▶ **Work task**
Reproduce the first line of the entries that follow and each later line, word for word, ending with the one containing "radius plus the".

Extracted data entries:

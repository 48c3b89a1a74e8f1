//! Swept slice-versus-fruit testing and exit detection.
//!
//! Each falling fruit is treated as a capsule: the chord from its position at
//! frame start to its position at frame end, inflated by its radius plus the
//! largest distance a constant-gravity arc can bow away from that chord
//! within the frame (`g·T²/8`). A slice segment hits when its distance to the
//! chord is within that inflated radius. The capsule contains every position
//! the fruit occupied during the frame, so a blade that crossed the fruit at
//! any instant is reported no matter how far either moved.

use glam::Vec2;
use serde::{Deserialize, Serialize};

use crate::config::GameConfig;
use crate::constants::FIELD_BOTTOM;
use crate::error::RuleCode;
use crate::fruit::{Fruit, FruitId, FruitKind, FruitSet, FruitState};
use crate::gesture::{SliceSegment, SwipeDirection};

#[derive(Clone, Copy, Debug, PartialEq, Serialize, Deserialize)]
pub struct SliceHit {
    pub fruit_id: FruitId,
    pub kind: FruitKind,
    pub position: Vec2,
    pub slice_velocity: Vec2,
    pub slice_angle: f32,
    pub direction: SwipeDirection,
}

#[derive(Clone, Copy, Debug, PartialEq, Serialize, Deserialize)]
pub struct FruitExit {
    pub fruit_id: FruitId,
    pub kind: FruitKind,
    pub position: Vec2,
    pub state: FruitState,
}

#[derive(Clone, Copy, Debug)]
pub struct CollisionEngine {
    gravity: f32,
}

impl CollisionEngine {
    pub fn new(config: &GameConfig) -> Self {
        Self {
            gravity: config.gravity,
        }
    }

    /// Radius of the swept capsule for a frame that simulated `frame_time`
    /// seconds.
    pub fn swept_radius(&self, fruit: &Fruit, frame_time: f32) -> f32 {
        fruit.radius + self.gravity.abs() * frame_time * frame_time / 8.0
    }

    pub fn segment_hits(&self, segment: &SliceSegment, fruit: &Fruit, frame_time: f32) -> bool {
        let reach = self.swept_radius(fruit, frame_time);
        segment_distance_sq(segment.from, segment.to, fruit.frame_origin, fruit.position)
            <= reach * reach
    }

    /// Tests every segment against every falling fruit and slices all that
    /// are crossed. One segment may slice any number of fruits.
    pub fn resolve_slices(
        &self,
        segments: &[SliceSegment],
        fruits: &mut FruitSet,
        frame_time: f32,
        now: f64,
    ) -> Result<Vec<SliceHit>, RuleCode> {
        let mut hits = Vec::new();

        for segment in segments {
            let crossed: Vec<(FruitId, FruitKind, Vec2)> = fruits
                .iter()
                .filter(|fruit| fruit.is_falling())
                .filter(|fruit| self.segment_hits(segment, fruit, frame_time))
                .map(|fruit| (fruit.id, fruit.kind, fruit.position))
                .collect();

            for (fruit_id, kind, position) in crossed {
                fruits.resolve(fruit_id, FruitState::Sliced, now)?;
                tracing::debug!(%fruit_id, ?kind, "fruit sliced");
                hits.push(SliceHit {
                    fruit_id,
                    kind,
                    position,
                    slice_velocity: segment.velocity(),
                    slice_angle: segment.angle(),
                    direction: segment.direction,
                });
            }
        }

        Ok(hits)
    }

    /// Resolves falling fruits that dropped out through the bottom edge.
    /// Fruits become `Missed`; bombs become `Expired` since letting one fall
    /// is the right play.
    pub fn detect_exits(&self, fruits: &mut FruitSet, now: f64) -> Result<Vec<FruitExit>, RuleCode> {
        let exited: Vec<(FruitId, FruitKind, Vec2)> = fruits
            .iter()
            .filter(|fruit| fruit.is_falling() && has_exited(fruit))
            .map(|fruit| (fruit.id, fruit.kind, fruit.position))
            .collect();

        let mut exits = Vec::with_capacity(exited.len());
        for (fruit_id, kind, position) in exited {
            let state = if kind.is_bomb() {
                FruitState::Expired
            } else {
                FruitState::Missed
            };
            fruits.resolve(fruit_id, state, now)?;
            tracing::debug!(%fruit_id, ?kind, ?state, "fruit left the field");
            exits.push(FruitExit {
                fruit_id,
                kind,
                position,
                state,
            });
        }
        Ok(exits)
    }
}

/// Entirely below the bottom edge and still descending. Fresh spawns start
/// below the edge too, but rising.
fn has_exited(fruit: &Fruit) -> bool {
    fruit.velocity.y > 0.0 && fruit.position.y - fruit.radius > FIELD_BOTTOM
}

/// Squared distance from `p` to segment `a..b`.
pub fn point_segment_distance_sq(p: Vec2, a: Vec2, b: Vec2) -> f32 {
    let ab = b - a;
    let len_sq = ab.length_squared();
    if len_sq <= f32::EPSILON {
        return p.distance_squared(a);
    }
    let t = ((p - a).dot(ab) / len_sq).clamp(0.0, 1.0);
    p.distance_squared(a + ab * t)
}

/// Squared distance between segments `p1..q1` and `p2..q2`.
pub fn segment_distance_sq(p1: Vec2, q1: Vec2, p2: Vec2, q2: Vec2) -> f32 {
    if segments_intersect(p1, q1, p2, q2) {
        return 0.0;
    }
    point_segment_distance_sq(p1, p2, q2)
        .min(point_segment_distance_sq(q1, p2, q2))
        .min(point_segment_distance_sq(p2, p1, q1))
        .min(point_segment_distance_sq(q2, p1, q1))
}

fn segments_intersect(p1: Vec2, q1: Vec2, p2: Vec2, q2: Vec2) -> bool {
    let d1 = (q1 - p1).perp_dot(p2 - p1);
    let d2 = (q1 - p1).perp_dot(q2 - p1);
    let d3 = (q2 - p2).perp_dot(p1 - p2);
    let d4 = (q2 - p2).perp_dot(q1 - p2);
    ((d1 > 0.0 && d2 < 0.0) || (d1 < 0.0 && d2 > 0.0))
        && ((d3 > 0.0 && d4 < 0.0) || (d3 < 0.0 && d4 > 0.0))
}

▶ **Answer area**
repository 48c3b89a1a74e8f1
//! Swept slice-versus-fruit testing and exit detection.
//!
//! Each falling fruit is treated as a capsule: the chord from its position at
//! frame start to its position at frame end, inflated by its radius plus the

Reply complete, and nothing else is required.